My depression peaked and I contemplated suicide more seriously than I ever had before. It was in the midst of this conflict that I lost my sister, the one person I felt would accept me and love me no matter what. No matter how many times we fought and regardless of our differences, she was the constant in my life and she was gone. I took to the solace of the internet, unwilling to burden my friends and family, I sought distraction. It was at this point that I discovered the concept of asexuality. I remember the feeling of absolute relief when I realized that maybe my “programming” wasn’t messed up at all and, more importantly, I was not broken and I was not alone. 

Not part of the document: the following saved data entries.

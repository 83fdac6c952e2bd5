//! Typed candidate record produced by the report parser

use serde::{Deserialize, Serialize};

/// Three-state field value.
///
/// The source text distinguishes a field that was explicitly stated as
/// unknown ("N/A", optionally with a parenthetical explanation) from one
/// that was simply absent or nulled out. Ingestion turns `Unknown` into an
/// edge to the sentinel node; `Absent` produces no edge at all.
#[derive(Debug, Clone, PartialEq, Eq, Default, Serialize, Deserialize)]
pub enum FieldText {
    #[default]
    Absent,
    Unknown,
    Value(String),
}

impl FieldText {
    /// The contained value, if any
    pub fn value(&self) -> Option<&str> {
        match self {
            FieldText::Value(s) => Some(s),
            _ => None,
        }
    }

    pub fn is_unknown(&self) -> bool {
        matches!(self, FieldText::Unknown)
    }

    pub fn is_absent(&self) -> bool {
        matches!(self, FieldText::Absent)
    }
}

impl From<Option<String>> for FieldText {
    fn from(opt: Option<String>) -> Self {
        match opt {
            Some(s) => FieldText::Value(s),
            None => FieldText::Absent,
        }
    }
}

/// CANDIDATE PROFILE section fields
#[derive(Debug, Clone, Default, Serialize, Deserialize)]
pub struct Profile {
    pub name: FieldText,
    pub gender: FieldText,
    pub age: FieldText,
    pub email: FieldText,
    pub phone: FieldText,
    pub location: FieldText,
    pub preferred_location: FieldText,
    pub interests_hobbies: FieldText,
    /// First float-looking substring of the value; 0.0 when absent or
    /// unparseable, never an error
    pub years_of_experience: f64,
    pub current_designation: FieldText,
    pub current_employer: FieldText,
    pub notice_period: FieldText,
    pub expected_ctc: FieldText,
    pub current_ctc: FieldText,
    /// Past employers in résumé listing order
    pub previous_employers: Vec<String>,
}

/// One EDUCATION entry, keyed by institution
#[derive(Debug, Clone, PartialEq, Serialize, Deserialize)]
pub struct EducationEntry {
    pub institution: String,
    pub degree: Option<String>,
    pub grades: Option<String>,
    pub year: Option<String>,
}

/// One SKILLS entry with its category context
#[derive(Debug, Clone, PartialEq, Serialize, Deserialize)]
pub struct SkillEntry {
    pub name: String,
    pub category: String,
}

/// One LINKS entry
#[derive(Debug, Clone, PartialEq, Serialize, Deserialize)]
pub struct LinkEntry {
    pub link_type: String,
    pub url: String,
}

/// Fully parsed analysis report.
///
/// Serializable so callers can persist the structured analysis alongside
/// the source files.
#[derive(Debug, Clone, Default, Serialize, Deserialize)]
pub struct ParsedReport {
    pub profile: Profile,
    pub education: Vec<EducationEntry>,
    pub skills: Vec<SkillEntry>,
    pub languages: Vec<String>,
    pub achievements: Vec<String>,
    pub projects: Vec<String>,
    pub suitable_roles: Vec<String>,
    pub links: Vec<LinkEntry>,
}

My whole life I felt like a broken, toy robot. I felt out of place like I didn’t fit in with the rest of society. Over the years, I have changed quite dramatically, I went from a seemingly emotionless shell of a person to someone who cries during emotional commercials. But most importantly I realized that there isn’t one simple way to be a human being. We are not all the same and we don’t all function the same way, to keep with the theme, we all have slightly different programming. My not being like the people around me doesn’t make me any less human, it simply means that we are different. I think that is one of the reasons representation and community is so important because there are other kids other people out there who feel like they don’t fit in the puzzle of humanity because they feel like they are so different from the majority of people around them. They need a community that shows them they are not alone and positive representation to help them feel worthwhile and valid … Don’t give me a stereotypical trope that feeds the feelings of being out of place. Reach out to the broken, toy robots of the world, to the people who have been told they don’t fit in the story and make them feel real again. We are all pieces of a bigger puzzle and at first it may seem we don’t belong, but just because you aren’t a side piece with a clear place doesn’t mean you don’t have a place. Everyone has a place and without each person, each group, and even each societal oddity the puzzle of the world is incomplete.